Peptidoglycan (PTG) and LPS are the components of bacteria that can act as ligands for TLR2 and TLR4, respectively, to activate PAMPs and then the innate immune system. Meanwhile, macrophages also respond to antigen stimulation by upregulating the expression of membrane TLR2/4 (Liang et al., 2013; Dabbagh et al., 2014). In Behçet’s disease (BD) patients with oral ulcers, the oral microbiota seems to lead to the excessive persistence of inflammation by inducing the abnormal polarization of M1/M2, which is related to the reduction of CCR1 of M2 in BD patients, with CCR1 attenuating the chemotaxis effect of M2 on MIP-1α and decreasing the expression of IL-10. Eventually, the macrophages at the ulcerative site gradually change into the M1 dominant paradigm, that is, inflammatory injury type (Hirahara et al., 2022). Rosier et al. ulteriorly have confirmed that P. gingivalis can cause crosstalk between the C5a receptor (C5aR) and TLR2, thereby increasing the inflammatory response, affecting the clearance of other bacteria and interfering with the healing. In the meantime, P. gingivalis can also inhibit the immune response by secreting a kind of LPS and serine phosphatase to inhibit the expression of TLR4 and IL-8 (Maekawa et al., 2014). Moreover, a large number of S. sanguinis-like microorganisms in the ulcers of RAS patients can promote Langerhans cells to present the bacteria-induced homologous peptides within epithelial heat shock proteins and then act as a bridge to activate humoral and cellular immunity simultaneously (Stehlikova et al., 2019).
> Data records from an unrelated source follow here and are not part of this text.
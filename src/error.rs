//! Error types for the crawler.
//!
//! Every fallible operation returns [`AppError`]. The four crawl-specific
//! variants map onto the failure kinds of a run:
//!
//! | Variant | Raised when | Effect on the run |
//! |---------|-------------|-------------------|
//! | [`AppError::Fetch`] | a mandatory GET is not `200` or the transport fails | fatal |
//! | [`AppError::MalformedFeed`] | a listing block lacks its date, link or title | fatal |
//! | [`AppError::MalformedArticle`] | an article page has no body container | degraded to empty text |
//! | [`AppError::DateParse`] | a date heading cannot be understood | fatal |

use std::fmt;

use thiserror::Error;

/// Result type alias for crawler operations.
pub type Result<T> = std::result::Result<T, AppError>;

#[derive(Error, Debug)]
pub enum AppError {
    /// Mandatory fetch failed.
    #[error("Could not fetch {url}: {reason}")]
    Fetch { url: String, reason: String },

    /// Listing page is missing an expected element.
    #[error("Malformed feed page {url}: {reason}")]
    MalformedFeed { url: String, reason: String },

    /// Article page has neither body marker.
    #[error("Malformed article page {url}: no article body found")]
    MalformedArticle { url: String },

    #[error("Could not parse date {text:?} (locale {locale})")]
    DateParse { text: String, locale: String },

    #[error("Storage error: {0}")]
    Storage(#[from] sqlx::Error),

    #[error("I/O error: {0}")]
    Io(#[from] std::io::Error),

    #[error("YAML error: {0}")]
    Yaml(#[from] serde_yaml::Error),

    #[error("URL parse error: {0}")]
    Url(#[from] url::ParseError),

    #[error("Configuration error: {0}")]
    Config(String),
}

impl AppError {
    pub fn fetch(url: impl Into<String>, reason: impl fmt::Display) -> Self {
        Self::Fetch {
            url: url.into(),
            reason: reason.to_string(),
        }
    }

    pub fn malformed_feed(url: impl Into<String>, reason: impl fmt::Display) -> Self {
        Self::MalformedFeed {
            url: url.into(),
            reason: reason.to_string(),
        }
    }

    pub fn date_parse(text: impl Into<String>, locale: impl fmt::Display) -> Self {
        Self::DateParse {
            text: text.into(),
            locale: locale.to_string(),
        }
    }

    pub fn config(message: impl Into<String>) -> Self {
        Self::Config(message.into())
    }
}
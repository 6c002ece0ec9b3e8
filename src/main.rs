//! # Izvestia feed crawler
//!
//! Walks the paginated tag feed of [iz.ru](https://iz.ru), follows every
//! listed article, and stores title, date, URL and body text in SQLite.
//!
//! ## Usage
//!
//! ```sh
//! iz_feed_crawler --topic infliatciia --pages 17 --database data/izvestia_inflation.db
//! ```
//!
//! ## Architecture
//!
//! The run is strictly sequential:
//! 1. **Listing**: fetch `/tag/{topic}?page={n}` and parse one stub per day block
//! 2. **Articles**: fetch each article page and concatenate its paragraphs
//! 3. **Dates**: resolve headings like `"вчера"` or `"12 марта"` to calendar dates
//! 4. **Storage**: commit the page's records in one transaction, then wait
//!
//! A listing page that cannot be fetched or parsed stops the run with a
//! non-zero exit status. Pages committed before the failure stay in the
//! database.

use clap::Parser;
use std::error::Error;
use std::fs::OpenOptions;
use std::path::Path;
use std::sync::Mutex;
use tracing::{debug, error, info};
use tracing_subscriber::fmt::time::UtcTime;
use tracing_subscriber::prelude::*;
use tracing_subscriber::{fmt as tfmt, EnvFilter};

mod cli;
mod config;
mod crawler;
mod dates;
mod error;
mod http;
mod models;
mod scrapers;
mod store;
mod utils;

use cli::Cli;
use config::Settings;
use crawler::{CrawlLoop, FeedCrawler};
use dates::NaturalDateParser;
use http::Fetcher;
use scrapers::izvestia::IzvestiaFeed;
use store::ArticleStore;

/// Log to stdout and append to `log_file`, filtered by `RUST_LOG` (default `info`).
fn init_tracing(log_file: &Path) -> std::io::Result<()> {
    if let Some(parent) = log_file.parent().filter(|p| !p.as_os_str().is_empty()) {
        std::fs::create_dir_all(parent)?;
    }
    let file = OpenOptions::new().create(true).append(true).open(log_file)?;

    let filter = EnvFilter::try_from_default_env().unwrap_or_else(|_| EnvFilter::new("info"));
    let stdout_layer = tfmt::layer()
        .with_target(true)
        .with_file(false)
        .with_line_number(false)
        .with_timer(UtcTime::rfc_3339());
    let file_layer = tfmt::layer()
        .with_ansi(false)
        .with_target(true)
        .with_timer(UtcTime::rfc_3339())
        .with_writer(Mutex::new(file));

    tracing_subscriber::registry()
        .with(filter)
        .with(stdout_layer)
        .with(file_layer)
        .init();
    Ok(())
}

#[tokio::main]
async fn main() -> Result<(), Box<dyn Error>> {
    let args = Cli::parse();
    let settings = Settings::resolve(&args).await?;

    init_tracing(&settings.log_file)?;
    info!("iz_feed_crawler starting up");
    debug!(?args, "Parsed CLI arguments");
    info!(
        origin = %settings.origin,
        topic = %settings.topic,
        pages = settings.pages,
        database = %settings.database.display(),
        delay_secs = settings.delay_secs,
        locale = %settings.locale,
        "Resolved settings"
    );

    let store = ArticleStore::open(&settings.database).await?;
    store.ensure_schema().await?;

    let crawler = FeedCrawler::new(
        Fetcher::new()?,
        IzvestiaFeed::new(settings.origin.clone(), settings.topic.clone()),
        NaturalDateParser::local(),
        settings.locale()?,
    );
    let crawl = CrawlLoop::new(crawler, store).with_delay(settings.delay());

    let summary = match crawl.run(settings.pages).await {
        Ok(summary) => summary,
        Err(e) => {
            error!(error = %e, "Crawl failed; pages committed so far are kept");
            return Err(e.into());
        }
    };

    let stored = crawl.sink().count().await?;
    info!(
        pages = summary.pages,
        articles = summary.articles,
        stored,
        database = %crawl.sink().path().display(),
        elapsed = ?summary.elapsed,
        secs = summary.elapsed.as_secs(),
        "Execution complete"
    );

    Ok(())
}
4.3. Adaptive immunity response

In terms of humoral immunity, Stehlikova et al. (2019) found that anti-M. timidum IgG and anti-C. albicans IgA was significantly elevated in patients with RAS, indicating that specific microorganisms at the ulcer activated humoral immunity, and IgG and IgA secreted by B2 cells further induced antibody-dependent cell-mediated cytotoxicity (ADCC) to clear pathogenic bacteria. In cellular immunity, Groeger and Meyle (2019) illustrated that P. gingivalis could mediate epithelial cells to enhance the secretion of IL-33, thereby enhancing Th2 cytokine-mediated inflammatory immune response. Otherwise, intercellular adhesion molecules (ICAM), such as carcinoembryonic Ag-related cell adhesion molecule 1 (CEACAM1), are highly expressed in the junctional epithelium. They serve as receptors for various bacterial antigens, for instance, CEACAM1 will further interact with infiltrating polymorphonuclear (PMN) and T cells, ultimately enhancing the cytotoxicity (e.g., Perforin) of T cells and NK cells (Suárez et al., 2021).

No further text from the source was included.